The healthChecks field is critical — Flux won’t report the Kustomization as ready until the ingress controller deployment is actually running. Without health checks, you get false positives.

Application Deployment

Applications follow the same pattern. The important bit is the dependsOn field that ensures infrastructure deploys first:

# apps/base/app1/deployment.yaml
apiVersion: apps/v1
kind: Deployment
metadata:
  name: app1
  namespace: apps
spec:
  replicas: 2
  selector:
    matchLabels:
      app: app1
  template:
    metadata:
      labels:
        app: app1
    spec:
      containers:
      - name: app1
        image: ghcr.io/organization/app1:v1.0.0
        ports:
        - containerPort: 8080
        resources:
          requests:
            cpu: 100m
            memory: 128Mi
          limits:
            cpu: 500m
            memory: 512Mi

Production scales up via overlay:

# apps/overlays/production/app1/deployment-patch.yaml
apiVersion: apps/v1
kind: Deployment
metadata:
  name: app1
  namespace: apps
spec:
  replicas: 5

The Flux Kustomization for apps references infrastructure as a dependency:

# clusters/production/apps.yaml
apiVersion: kustomize.toolkit.fluxcd.io/v1
kind: Kustomization
metadata:
  name: apps
  namespace: flux-system
spec:
  interval: 5m
  path: ./apps/overlays/production
  prune: true
  sourceRef:
    kind: GitRepository
    name: flux-system
  dependsOn:
    - name: infrastructure

dependsOn: infrastructure means Flux won’t even attempt to deploy apps until infrastructure health checks pass. This prevents the common failure mode of apps starting before their ingress controller or cert-manager is ready.

Automated Image Updates

This is one of Flux’s most powerful features and the one that surprised me most. Flux can watch a container registry, detect new image tags matching a policy, update the manifests in Git, and apply the changes — fully automated.

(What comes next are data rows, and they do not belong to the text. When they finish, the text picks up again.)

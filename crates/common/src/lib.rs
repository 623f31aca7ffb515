pub mod config;
pub mod error;
pub mod redis_pool;
pub mod types;
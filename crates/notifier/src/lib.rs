//! Concrete collaborators for the dispatch engine.
//!
//! - Redis-backed record store and delivery queue
//! - The queue worker that persists live notifications with the bounded
//!   retry policy
//! - The fire-and-forget HTTP mail gateway

pub mod mailer;
pub mod queue;
pub mod store;
pub mod worker;
//! Notification dispatch and mark-read routes.

use axum::extract::State;
use axum::routing::post;
use axum::{Json, Router};
use serde::Deserialize;

use herald_common::error::AppError;
use herald_common::types::ActionEvent;
use herald_engine::dispatch::BatchReport;
use herald_engine::update::MarkReadReport;

use crate::state::AppState;

pub fn router() -> Router<AppState> {
    Router::new()
        .route("/api/notifications", post(dispatch_batch))
        .route("/api/notifications/read", post(mark_read))
}

/// POST /api/notifications — Dispatch a batch of course action events.
///
/// An empty batch is a 400; per-event failures are reported in the body and
/// do not fail the request.
async fn dispatch_batch(
    State(state): State<AppState>,
    Json(events): Json<Vec<ActionEvent>>,
) -> Result<Json<BatchReport>, AppError> {
    let report = state.engine.dispatch_batch(&events).await?;
    Ok(Json(report))
}

#[derive(Debug, Deserialize)]
struct MarkReadBody {
    ids: Vec<String>,
}

/// POST /api/notifications/read — Mark persisted notifications as read.
///
/// Always 200: missing ids are reported per slot in the body.
async fn mark_read(
    State(state): State<AppState>,
    Json(body): Json<MarkReadBody>,
) -> Result<Json<MarkReadReport>, AppError> {
    let report = state.engine.mark_read(&body.ids).await?;
    Ok(Json(report))
}
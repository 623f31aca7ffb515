//! Delivery worker — the consumer side of the `doneNotifications` queue.
//!
//! Pops queued jobs and persists each record into the store, retrying per
//! the job's policy (5 attempts, 5 s fixed backoff for live notifications).
//! A job whose retry budget is exhausted is logged and dropped.

use std::sync::Arc;
use std::time::Duration;

use redis::AsyncCommands;
use redis::aio::ConnectionManager;
use tokio::sync::watch;

use herald_common::error::AppError;
use herald_common::types::NotificationRecord;
use herald_engine::delivery::{JOB_DONE_NOTIFICATIONS, RecordStore, RetryPolicy, persist};

use crate::queue::{QueuedJob, queue_key};

/// Consumes the live-notification queue and persists records.
pub struct DeliveryWorker {
    redis: ConnectionManager,
    store: Arc<dyn RecordStore>,
    poll_timeout_secs: u64,
}

impl DeliveryWorker {
    pub fn new(redis: ConnectionManager, store: Arc<dyn RecordStore>, poll_timeout_secs: u64) -> Self {
        Self {
            redis,
            store,
            poll_timeout_secs,
        }
    }

    /// Run the consume loop until the shutdown signal flips to `true`.
    pub async fn run(mut self, mut shutdown: watch::Receiver<bool>) {
        let key = queue_key(JOB_DONE_NOTIFICATIONS);
        tracing::info!(queue = %key, "Delivery worker started");

        loop {
            tokio::select! {
                _ = shutdown.changed() => {
                    if *shutdown.borrow() {
                        break;
                    }
                }
                popped = Self::pop(&mut self.redis, &key, self.poll_timeout_secs) => {
                    match popped {
                        Ok(Some(entry)) => self.handle_entry(&entry).await,
                        // BRPOP timeout, nothing queued
                        Ok(None) => {}
                        Err(e) => {
                            tracing::error!(error = %e, "Queue poll failed");
                            tokio::time::sleep(Duration::from_secs(1)).await;
                        }
                    }
                }
            }
        }

        tracing::info!("Delivery worker stopped");
    }

    /// Blocking-pop one entry, returning `None` on timeout.
    async fn pop(
        redis: &mut ConnectionManager,
        key: &str,
        timeout_secs: u64,
    ) -> Result<Option<String>, AppError> {
        let popped: Option<(String, String)> = redis.brpop(key, timeout_secs as f64).await?;
        Ok(popped.map(|(_, entry)| entry))
    }

    async fn handle_entry(&self, entry: &str) {
        let job: QueuedJob = match serde_json::from_str(entry) {
            Ok(job) => job,
            Err(e) => {
                tracing::warn!(error = %e, "Dropping undecodable queue entry");
                return;
            }
        };

        let record: NotificationRecord = match serde_json::from_value(job.payload) {
            Ok(record) => record,
            Err(e) => {
                tracing::warn!(job = %job.job, error = %e, "Dropping job with corrupt record payload");
                return;
            }
        };

        if let Err(e) = persist_with_retry(self.store.as_ref(), &record, job.policy).await {
            tracing::error!(
                notification_id = %record.id,
                attempts = job.policy.attempts,
                error = %e,
                "Retry budget exhausted, dropping notification"
            );
        }
    }
}

/// Persist a record, retrying up to `policy.attempts` times with a fixed
/// `policy.backoff_ms` sleep between attempts. Stops at the first success.
pub async fn persist_with_retry(
    store: &dyn RecordStore,
    record: &NotificationRecord,
    policy: RetryPolicy,
) -> Result<(), AppError> {
    let attempts = policy.attempts.max(1);
    let mut last_err = None;

    for attempt in 1..=attempts {
        match persist(store, record).await {
            Ok(()) => {
                if attempt > 1 {
                    tracing::info!(
                        notification_id = %record.id,
                        attempt,
                        "Notification persisted after retry"
                    );
                }
                return Ok(());
            }
            Err(e) => {
                tracing::warn!(
                    notification_id = %record.id,
                    attempt,
                    error = %e,
                    "Persist attempt failed"
                );
                last_err = Some(e);
                if attempt < attempts {
                    tokio::time::sleep(Duration::from_millis(policy.backoff_ms)).await;
                }
            }
        }
    }

    Err(last_err.unwrap_or_else(|| AppError::Queue("persist failed".to_string())))
}
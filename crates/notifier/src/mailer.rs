//! HTTP mail gateway.
//!
//! Posts send requests to a Resend-compatible transactional mail API. Sends
//! run on their own task: the dispatcher never observes the outcome, and a
//! failed send is logged here and nowhere else. Without an API key the
//! gateway is disabled and sends are skipped.

use herald_common::config::AppConfig;
use herald_engine::delivery::{MailGateway, MailRequest};

pub struct HttpMailGateway {
    client: reqwest::Client,
    api_url: String,
    api_key: Option<String>,
}

impl HttpMailGateway {
    pub fn new(config: &AppConfig) -> Self {
        Self {
            client: reqwest::Client::new(),
            api_url: config.mail_api_url.clone(),
            api_key: config.mail_api_key.clone(),
        }
    }
}

impl MailGateway for HttpMailGateway {
    fn send(&self, request: MailRequest) {
        let Some(api_key) = self.api_key.clone() else {
            tracing::info!(to = %request.to, "Mail delivery disabled, skipping send");
            return;
        };

        let client = self.client.clone();
        let url = self.api_url.clone();

        // Fire-and-forget: the caller is not waiting on this task.
        tokio::spawn(async move {
            let body = serde_json::json!({
                "from": &request.from,
                "to": [&request.to],
                "subject": &request.subject,
                "template": &request.template,
                "context": &request.context,
            });

            match client.post(&url).bearer_auth(api_key).json(&body).send().await {
                Ok(response) if response.status().is_success() => {
                    tracing::debug!(subject = %request.subject, "Mail accepted for delivery");
                }
                Ok(response) => {
                    tracing::warn!(
                        status = %response.status(),
                        subject = %request.subject,
                        "Mail API rejected send"
                    );
                }
                Err(e) => {
                    tracing::warn!(error = %e, subject = %request.subject, "Mail send failed");
                }
            }
        });
    }
}
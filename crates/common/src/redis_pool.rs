use redis::Client;
use redis::aio::ConnectionManager;

/// Create a Redis connection manager for async operations.
pub async fn create_redis_pool(redis_url: &str) -> anyhow::Result<ConnectionManager> {
    let client = Client::open(redis_url)?;
    let manager = ConnectionManager::new(client).await?;

    tracing::info!("Connected to Redis");
    Ok(manager)
}
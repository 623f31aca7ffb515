//! Notification dispatch core.
//!
//! Given one course action event, decides per recipient which channels fire,
//! synthesizes role- and outcome-aware text, builds delivery records, and
//! hands them to the retrying delivery queue and the mail gateway. Also owns
//! the mark-as-read update path for persisted records.

pub mod channels;
pub mod delivery;
pub mod dispatch;
pub mod record;
pub mod text;
pub mod update;
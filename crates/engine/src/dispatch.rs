//! Dispatch engine — per-event, per-recipient channel orchestration.
//!
//! For each event: student first, then professor, each role-flipped through
//! resolve → synthesize → build. Live records are enqueued for retried
//! persistence before the recipient's email is submitted, and the report
//! always carries the record that was just built — no store read-back.

use std::sync::Arc;

use serde::Serialize;

use herald_common::error::AppError;
use herald_common::types::{ActionEvent, NotificationRecord};

use crate::channels;
use crate::delivery::{
    DeliveryQueue, JOB_DONE_NOTIFICATIONS, MAIL_TEMPLATE, MailGateway, MailRequest, RecordStore,
    RetryPolicy, to_job_payload,
};
use crate::record::RecordBuilder;
use crate::text;
use crate::update::{self, MarkReadReport};

/// Side effects issued for one event.
#[derive(Debug, Clone, Default, Serialize)]
pub struct EventDispatch {
    /// Live records, in enqueue order (student before professor).
    pub records: Vec<NotificationRecord>,
    /// Number of fire-and-forget mail submissions.
    pub emails: usize,
}

/// Per-event outcome within a batch. A rejected event never aborts its
/// siblings.
#[derive(Debug, Clone, Serialize)]
#[serde(tag = "status", rename_all = "snake_case")]
pub enum EventOutcome {
    Dispatched(EventDispatch),
    Rejected { reason: String },
}

/// One outcome per event, in input order.
#[derive(Debug, Clone, Serialize)]
pub struct BatchReport {
    pub outcomes: Vec<EventOutcome>,
}

/// Central dispatch engine, constructed with explicit collaborators.
pub struct DispatchEngine {
    queue: Arc<dyn DeliveryQueue>,
    store: Arc<dyn RecordStore>,
    mail: Arc<dyn MailGateway>,
    builder: RecordBuilder,
    email_from: String,
}

impl DispatchEngine {
    pub fn new(
        queue: Arc<dyn DeliveryQueue>,
        store: Arc<dyn RecordStore>,
        mail: Arc<dyn MailGateway>,
        builder: RecordBuilder,
        email_from: String,
    ) -> Self {
        Self {
            queue,
            store,
            mail,
            builder,
            email_from,
        }
    }

    /// Dispatch a batch of events.
    ///
    /// An empty batch is rejected outright with zero side effects; otherwise
    /// events are processed independently and per-event failures land in the
    /// report instead of aborting the batch.
    pub async fn dispatch_batch(&self, events: &[ActionEvent]) -> Result<BatchReport, AppError> {
        if events.is_empty() {
            return Err(AppError::EmptyBatch);
        }

        let mut outcomes = Vec::with_capacity(events.len());
        for event in events {
            match self.dispatch_one(event).await {
                Ok(dispatch) => outcomes.push(EventOutcome::Dispatched(dispatch)),
                Err(e) => {
                    tracing::warn!(
                        course_id = %event.course_id,
                        action = %event.action,
                        error = %e,
                        "Event rejected"
                    );
                    outcomes.push(EventOutcome::Rejected {
                        reason: e.to_string(),
                    });
                }
            }
        }

        Ok(BatchReport { outcomes })
    }

    /// Dispatch a single event to both candidate recipients.
    ///
    /// Missing course identity fails the event at the gate, before any side
    /// effect.
    pub async fn dispatch_one(&self, event: &ActionEvent) -> Result<EventDispatch, AppError> {
        if event.course_id.is_empty() || event.course_name.is_empty() {
            return Err(AppError::BadEvent("missing course identity".to_string()));
        }

        let mut dispatch = EventDispatch::default();

        // Student side effects are issued before the professor's; consumers
        // must not rely on delivery completing in that order.
        self.dispatch_recipient(event, &event.student, &event.professor, true, &mut dispatch)
            .await?;
        self.dispatch_recipient(event, &event.professor, &event.student, false, &mut dispatch)
            .await?;

        Ok(dispatch)
    }

    async fn dispatch_recipient(
        &self,
        event: &ActionEvent,
        recipient: &str,
        counterpart: &str,
        recipient_is_student: bool,
        out: &mut EventDispatch,
    ) -> Result<(), AppError> {
        let selection = channels::resolve(&event.preferences, recipient);
        if !selection.wants_live && !selection.wants_email {
            return Ok(());
        }

        // Empty text is still delivered; suppressing it is a product
        // decision that has not been taken.
        let message = text::synthesize(
            event.action,
            &event.course_id,
            &event.course_name,
            recipient_is_student,
            counterpart,
            event.outcome_accepted,
        );

        if selection.wants_live {
            let record = self.builder.build(event, recipient, counterpart, &message);
            let payload = to_job_payload(&record)?;
            self.queue
                .enqueue(JOB_DONE_NOTIFICATIONS, payload, RetryPolicy::live_delivery())
                .await?;

            tracing::debug!(
                notification_id = %record.id,
                to = %record.to,
                action = %record.action,
                "Live notification enqueued"
            );
            out.records.push(record);
        }

        if selection.wants_email {
            match selection.email {
                Some(address) => {
                    self.mail.send(MailRequest {
                        to: address,
                        from: self.email_from.clone(),
                        subject: format!("New course notification for {recipient}"),
                        template: MAIL_TEMPLATE.to_string(),
                        context: serde_json::json!({ "text": message }),
                    });
                    out.emails += 1;
                }
                None => {
                    tracing::warn!(
                        username = %recipient,
                        "Email channel requested without an address, skipping"
                    );
                }
            }
        }

        Ok(())
    }

    /// Mark persisted records as read. See [`update::mark_read`].
    pub async fn mark_read(&self, ids: &[String]) -> Result<MarkReadReport, AppError> {
        update::mark_read(self.store.as_ref(), ids).await
    }
}
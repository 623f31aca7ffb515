//! Redis-backed record store.
//!
//! Records are stored as JSON strings under `notification:record:{id}` keys.
//! Retention and expiry are the store's concern; the engine never deletes.

use async_trait::async_trait;
use redis::AsyncCommands;
use redis::aio::ConnectionManager;

use herald_common::error::AppError;
use herald_engine::delivery::RecordStore;

/// Key under which a record with the given id is stored.
pub fn record_key(id: &str) -> String {
    format!("notification:record:{id}")
}

/// Key-value store client over a shared Redis connection.
pub struct RedisRecordStore {
    redis: ConnectionManager,
}

impl RedisRecordStore {
    pub fn new(redis: ConnectionManager) -> Self {
        Self { redis }
    }
}

#[async_trait]
impl RecordStore for RedisRecordStore {
    async fn get(&self, id: &str) -> Result<Option<String>, AppError> {
        let mut conn = self.redis.clone();
        let payload: Option<String> = conn.get(record_key(id)).await?;
        Ok(payload)
    }

    async fn set(&self, id: &str, payload: &str) -> Result<(), AppError> {
        let mut conn = self.redis.clone();
        conn.set::<_, _, ()>(record_key(id), payload).await?;
        Ok(())
    }
}

#[cfg(test)]
mod tests {
    use super::*;

    #[test]
    fn test_record_key_format() {
        assert_eq!(
            record_key("0192d3a0-0000-7000-8000-000000000000"),
            "notification:record:0192d3a0-0000-7000-8000-000000000000"
        );
    }
}
// Copyright 2025 Nelson Dominguez
// SPDX-License-Identifier: MIT OR Apache-2.0

//! Seeded generator state shared by prime generation and key sizing.
//!
//! A [`RandomState`] is created once per key generation run and passed by
//! mutable reference to everything that consumes randomness. Two states built
//! from the same seed yield the same sequence of draws, so key generation is
//! reproducible for a fixed seed. Uniform big-integer draws come from
//! `num_bigint_dig::RandBigInt` and machine-integer draws from `rand::Rng`,
//! both available on any [`RngCore`].
//!
//! The state is not `Sync`-shared: concurrent users must either wrap it in
//! their own lock or build one independently seeded state per worker.

use std::time::{SystemTime, UNIX_EPOCH};

use rand::{CryptoRng, RngCore, SeedableRng};
use rand_chacha::ChaCha20Rng;

/// Deterministic pseudo-random generator seeded from a 64-bit value.
#[derive(Clone)]
pub struct RandomState {
    seed: u64,
    rng: ChaCha20Rng,
}

impl RandomState {
    /// Initialize the generator from `seed`.
    pub fn new(seed: u64) -> Self {
        log::debug!("initializing random state (seed = {seed})");
        Self {
            seed,
            rng: ChaCha20Rng::seed_from_u64(seed),
        }
    }

    /// Initialize the generator from the current wall-clock time in seconds.
    pub fn from_time() -> Self {
        Self::new(time_seed())
    }

    /// The seed this state was created with.
    #[inline]
    pub fn seed(&self) -> u64 {
        self.seed
    }
}

impl RngCore for RandomState {
    fn next_u32(&mut self) -> u32 {
        self.rng.next_u32()
    }

    fn next_u64(&mut self) -> u64 {
        self.rng.next_u64()
    }

    fn fill_bytes(&mut self, dest: &mut [u8]) {
        self.rng.fill_bytes(dest)
    }

    fn try_fill_bytes(&mut self, dest: &mut [u8]) -> std::result::Result<(), rand::Error> {
        self.rng.try_fill_bytes(dest)
    }
}

impl CryptoRng for RandomState {}

/// Seconds since the Unix epoch, or zero if the clock is before it.
pub fn time_seed() -> u64 {
    SystemTime::now()
        .duration_since(UNIX_EPOCH)
        .map(|d| d.as_secs())
        .unwrap_or(0)
}
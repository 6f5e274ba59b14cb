// Copyright 2025 Nelson Dominguez
// SPDX-License-Identifier: MIT OR Apache-2.0

//! Text encoding of key material.
//!
//! Public key: `n` in lowercase hex, then the owner identifier.
//! Private key: `pq` in lowercase hex, then `d` in lowercase hex.
//! Every line is newline-terminated.
//!
//! Reading is strict: a missing line or a field that is not plain
//! hexadecimal is an error, never a zero key.

use std::io::{BufRead, Write};

use num_bigint_dig::BigUint;
use zeroize::Zeroizing;

use crate::error::{Error, Result};
use crate::keypair::{PrivateKey, PublicKey};
use crate::util;

/// Write `key` as two lines: `n` and the owner.
pub fn write_public<W: Write + ?Sized>(key: &PublicKey, out: &mut W) -> Result<()> {
    writeln!(out, "{}", util::to_hex(key.n()))?;
    writeln!(out, "{}", key.owner())?;
    Ok(())
}

/// Read a public key written by [`write_public`].
pub fn read_public<R: BufRead + ?Sized>(input: &mut R) -> Result<PublicKey> {
    let n = read_line(input, "modulus n")?;
    let n = parse_field(&n, "modulus n")?;
    let owner = read_line(input, "owner")?;

    PublicKey::new(n, owner.as_str())
}

/// Write `key` as two lines: `pq` and `d`.
pub fn write_private<W: Write + ?Sized>(key: &PrivateKey, out: &mut W) -> Result<()> {
    let pq = Zeroizing::new(util::to_hex(key.pq()));
    let d = Zeroizing::new(util::to_hex(key.d()));
    writeln!(out, "{}", pq.as_str())?;
    writeln!(out, "{}", d.as_str())?;
    Ok(())
}

/// Read a private key written by [`write_private`].
pub fn read_private<R: BufRead + ?Sized>(input: &mut R) -> Result<PrivateKey> {
    let pq = read_line(input, "modulus pq")?;
    let pq = parse_field(&pq, "modulus pq")?;
    let d = read_line(input, "exponent d")?;
    let d = parse_field(&d, "exponent d")?;

    PrivateKey::new(pq, d)
}

/// Encode a public key into its text form.
pub fn encode_public(key: &PublicKey) -> String {
    format!("{}\n{}\n", util::to_hex(key.n()), key.owner())
}

/// Encode a private key into its text form.
pub fn encode_private(key: &PrivateKey) -> Zeroizing<String> {
    Zeroizing::new(format!("{}\n{}\n", util::to_hex(key.pq()), util::to_hex(key.d())))
}

/// Decode a public key from its text form.
pub fn decode_public(text: &str) -> Result<PublicKey> {
    read_public(&mut text.as_bytes())
}

/// Decode a private key from its text form.
pub fn decode_private(text: &str) -> Result<PrivateKey> {
    read_private(&mut text.as_bytes())
}

/// Read one line, without its terminator. End of input is an error.
fn read_line<R: BufRead + ?Sized>(input: &mut R, field: &str) -> Result<Zeroizing<String>> {
    let mut line = Zeroizing::new(String::new());
    if input.read_line(&mut line)? == 0 {
        return Err(Error::MalformedKey(format!("missing {field}")));
    }

    let trimmed = line.trim_end_matches(['\n', '\r']).len();
    line.truncate(trimmed);
    Ok(line)
}

fn parse_field(text: &str, field: &str) -> Result<BigUint> {
    util::parse_hex(text).ok_or_else(|| Error::MalformedKey(format!("{field} is not hexadecimal")))
}

#[cfg(test)]
mod tests {
    use super::*;

    fn public_key() -> PublicKey {
        PublicKey::new(BigUint::from(0xffe2_00dc_0095_fb9bu64), "alice").unwrap()
    }

    fn private_key() -> PrivateKey {
        PrivateKey::new(BigUint::from(0xfff0_fffb_004bu64), BigUint::from(0xa9d_a51b_f363u64)).unwrap()
    }

    #[test]
    fn public_key_layout() {
        let mut out = Vec::new();
        write_public(&public_key(), &mut out).unwrap();
        assert_eq!(out, b"ffe200dc0095fb9b\nalice\n");
        assert_eq!(encode_public(&public_key()).as_bytes(), out.as_slice());
    }

    #[test]
    fn private_key_layout() {
        let mut out = Vec::new();
        write_private(&private_key(), &mut out).unwrap();
        assert_eq!(out, b"fff0fffb004b\na9da51bf363\n");
        assert_eq!(encode_private(&private_key()).as_bytes(), out.as_slice());
    }

    #[test]
    fn reads_back_written_keys() {
        let public = decode_public(&encode_public(&public_key())).unwrap();
        assert_eq!(public, public_key());

        let private = decode_private(&encode_private(&private_key())).unwrap();
        assert!(private == private_key());
    }

    #[test]
    fn accepts_crlf_and_uppercase() {
        let public = decode_public("FFE200DC0095FB9B\r\nalice\r\n").unwrap();
        assert_eq!(public, public_key());
    }

    #[test]
    fn accepts_missing_final_newline() {
        let private = decode_private("fff0fffb004b\na9da51bf363").unwrap();
        assert_eq!(private.d(), private_key().d());
    }

    #[test]
    fn rejects_truncated_public_key() {
        assert!(matches!(decode_public(""), Err(Error::MalformedKey(_))));
        assert!(matches!(decode_public("ffe200dc0095fb9b\n"), Err(Error::MalformedKey(_))));
    }

    #[test]
    fn rejects_truncated_private_key() {
        assert!(matches!(decode_private(""), Err(Error::MalformedKey(_))));
        assert!(matches!(decode_private("fff0fffb004b\n"), Err(Error::MalformedKey(_))));
    }

    #[test]
    fn rejects_bad_hex() {
        assert!(matches!(decode_public("xyz\nalice\n"), Err(Error::MalformedKey(_))));
        assert!(matches!(decode_public("\nalice\n"), Err(Error::MalformedKey(_))));
        assert!(matches!(decode_private("fff0\n0xa9\n"), Err(Error::MalformedKey(_))));
        assert!(matches!(decode_private("fff0 \na9\n"), Err(Error::MalformedKey(_))));
    }

    #[test]
    fn rejects_zero_components() {
        assert!(matches!(decode_public("0\nalice\n"), Err(Error::InvalidPublicKey)));
        assert!(matches!(decode_private("0\na9\n"), Err(Error::InvalidPrivateKey)));
    }

    #[test]
    fn reads_consecutive_keys_from_one_stream() {
        let text = format!("{}{}", encode_public(&public_key()), encode_private(&private_key()).as_str());
        let mut input = text.as_bytes();

        let public = read_public(&mut input).unwrap();
        let private = read_private(&mut input).unwrap();

        assert_eq!(public.owner(), "alice");
        assert_eq!(private.pq(), private_key().pq());
    }
}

Configure an image repository to scan:

# apps/base/app1/image-repository.yaml
apiVersion: image.toolkit.fluxcd.io/v1beta2
kind: ImageRepository
metadata:
  name: app1
  namespace: flux-system
spec:
  image: ghcr.io/organization/app1
  interval: 1m

Define a semver policy for which tags to accept. Keep the range tight — patch-only for anything that touches production, so a backdoored minor release can’t auto-deploy before a human reads the changelog:

# apps/base/app1/image-policy.yaml
apiVersion: image.toolkit.fluxcd.io/v1beta2
kind: ImagePolicy
metadata:
  name: app1
  namespace: flux-system
spec:
  imageRepositoryRef:
    name: app1
  policy:
    semver:
      # Unambiguous explicit bounds. `~` and `^` semantics drift across
      # toolchains (npm, Composer, Flux, Helm) -- spell out the range you
      # actually mean so the policy doesn't silently change if the library
      # Flux uses for semver parsing swaps interpretation.
      range: '>=1.2.0 <1.3.0'  # patches only (1.2.x), no minor bumps

Auto-promoting an unsigned image from a registry is the supply-chain pattern that produced Codecov and SolarWinds-class incidents — don’t skip cosign verification. Important: ImageRepository has no native verify field. Flux verifies signatures natively only on OCIRepository (used for Helm charts and OCI-packaged manifests). For container images scanned by ImageRepository, verification must be enforced at admission time — the reflector will happily discover an unsigned tag otherwise.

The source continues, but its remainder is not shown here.